_TO DO_
Go through the data and copy every line in which "String" appears.

_MATERIAL PROVIDED_
__________________________________________________
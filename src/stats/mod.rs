//! Stats module - outlier aggregations

mod outliers;

pub use outliers::{DeviationGrid, OutlierStats, PairCount, StarView, DEVIATION_LABEL_MIN};
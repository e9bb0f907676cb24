//! Shared widgets: legend boxes and the filterable outlier table.

use crate::charts::SELECTED_BG;
use crate::data::{visible_rows, SortOrder, TableRow, TextFilter};
use egui::{Color32, RichText, ScrollArea, Sense};

const INFO_BG: Color32 = Color32::from_rgb(50, 53, 55);
const INFO_TITLE: Color32 = Color32::from_rgb(100, 180, 220);
const INFO_TEXT: Color32 = Color32::from_rgb(200, 200, 200);

/// Titled legend box shown beside each view.
pub fn info_panel(ui: &mut egui::Ui, title: &str, text: &str) {
    egui::Frame::none()
        .fill(INFO_BG)
        .rounding(4.0)
        .inner_margin(6.0)
        .show(ui, |ui| {
            ui.label(RichText::new(title).size(11.0).strong().color(INFO_TITLE));
            ui.add(egui::Label::new(RichText::new(text).size(10.5).color(INFO_TEXT)).wrap());
        });
}

/// Sortable, filterable table of outlier rows.
pub struct OutlierTable {
    id: &'static str,
    filter_text: String,
    filter: TextFilter,
    sort: Option<SortOrder>,
    selected: Option<usize>,
}

impl OutlierTable {
    pub fn new(id: &'static str) -> Self {
        Self {
            id,
            filter_text: String::new(),
            filter: TextFilter::All,
            sort: None,
            selected: None,
        }
    }

    pub fn clear_selection(&mut self) {
        self.selected = None;
    }

    /// Search field followed by the table. `color` picks each row's text
    /// color, `tooltip` the hover text for a (row, column) cell.
    ///
    /// Returns the index of a row clicked this frame.
    pub fn show<R: TableRow>(
        &mut self,
        ui: &mut egui::Ui,
        rows: &[R],
        color: impl Fn(&R) -> Color32,
        tooltip: impl Fn(&R, usize) -> Option<String>,
    ) -> Option<usize> {
        ui.horizontal(|ui| {
            ui.label("🔍 Search:");
            let edit = egui::TextEdit::singleline(&mut self.filter_text).desired_width(220.0);
            if ui.add(edit).changed() {
                self.filter = TextFilter::new(&self.filter_text);
            }
            ui.label(RichText::new(format!("{} rows", rows.len())).color(Color32::GRAY));
        });
        ui.add_space(4.0);

        let order = visible_rows(rows, &self.filter, self.sort);
        let mut clicked = None;

        ScrollArea::both()
            .id_salt(self.id)
            .auto_shrink([false; 2])
            .show(ui, |ui| {
                egui::Grid::new(self.id)
                    .striped(true)
                    .num_columns(R::COLUMNS.len())
                    .spacing([14.0, 6.0])
                    .show(ui, |ui| {
                        for (col, name) in R::COLUMNS.iter().enumerate() {
                            let arrow = match self.sort {
                                Some(s) if s.column == col && s.ascending => " ▲",
                                Some(s) if s.column == col => " ▼",
                                _ => "",
                            };
                            let header = egui::Button::new(
                                RichText::new(format!("{name}{arrow}")).strong(),
                            )
                            .frame(false);
                            if ui.add(header).clicked() {
                                self.sort = SortOrder::toggle(self.sort, col);
                            }
                        }
                        ui.end_row();

                        for &idx in &order {
                            let row = &rows[idx];
                            let is_selected = self.selected == Some(idx);
                            let fg = if is_selected { Color32::WHITE } else { color(row) };
                            for (col, cell) in row.cells().into_iter().enumerate() {
                                let mut text = RichText::new(cell).color(fg);
                                if is_selected {
                                    text = text.background_color(SELECTED_BG);
                                }
                                let mut response = ui.add(egui::Label::new(text).sense(Sense::click()));
                                if let Some(tip) = tooltip(row, col) {
                                    response = response.on_hover_text(tip);
                                }
                                if response.clicked() {
                                    self.selected = Some(idx);
                                    clicked = Some(idx);
                                }
                            }
                            ui.end_row();
                        }
                    });
            });

        clicked
    }
}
__________________________________________________
_THE ANSWER_
    filter_text: String,
            filter_text: String::new(),
        tooltip: impl Fn(&R, usize) -> Option<String>,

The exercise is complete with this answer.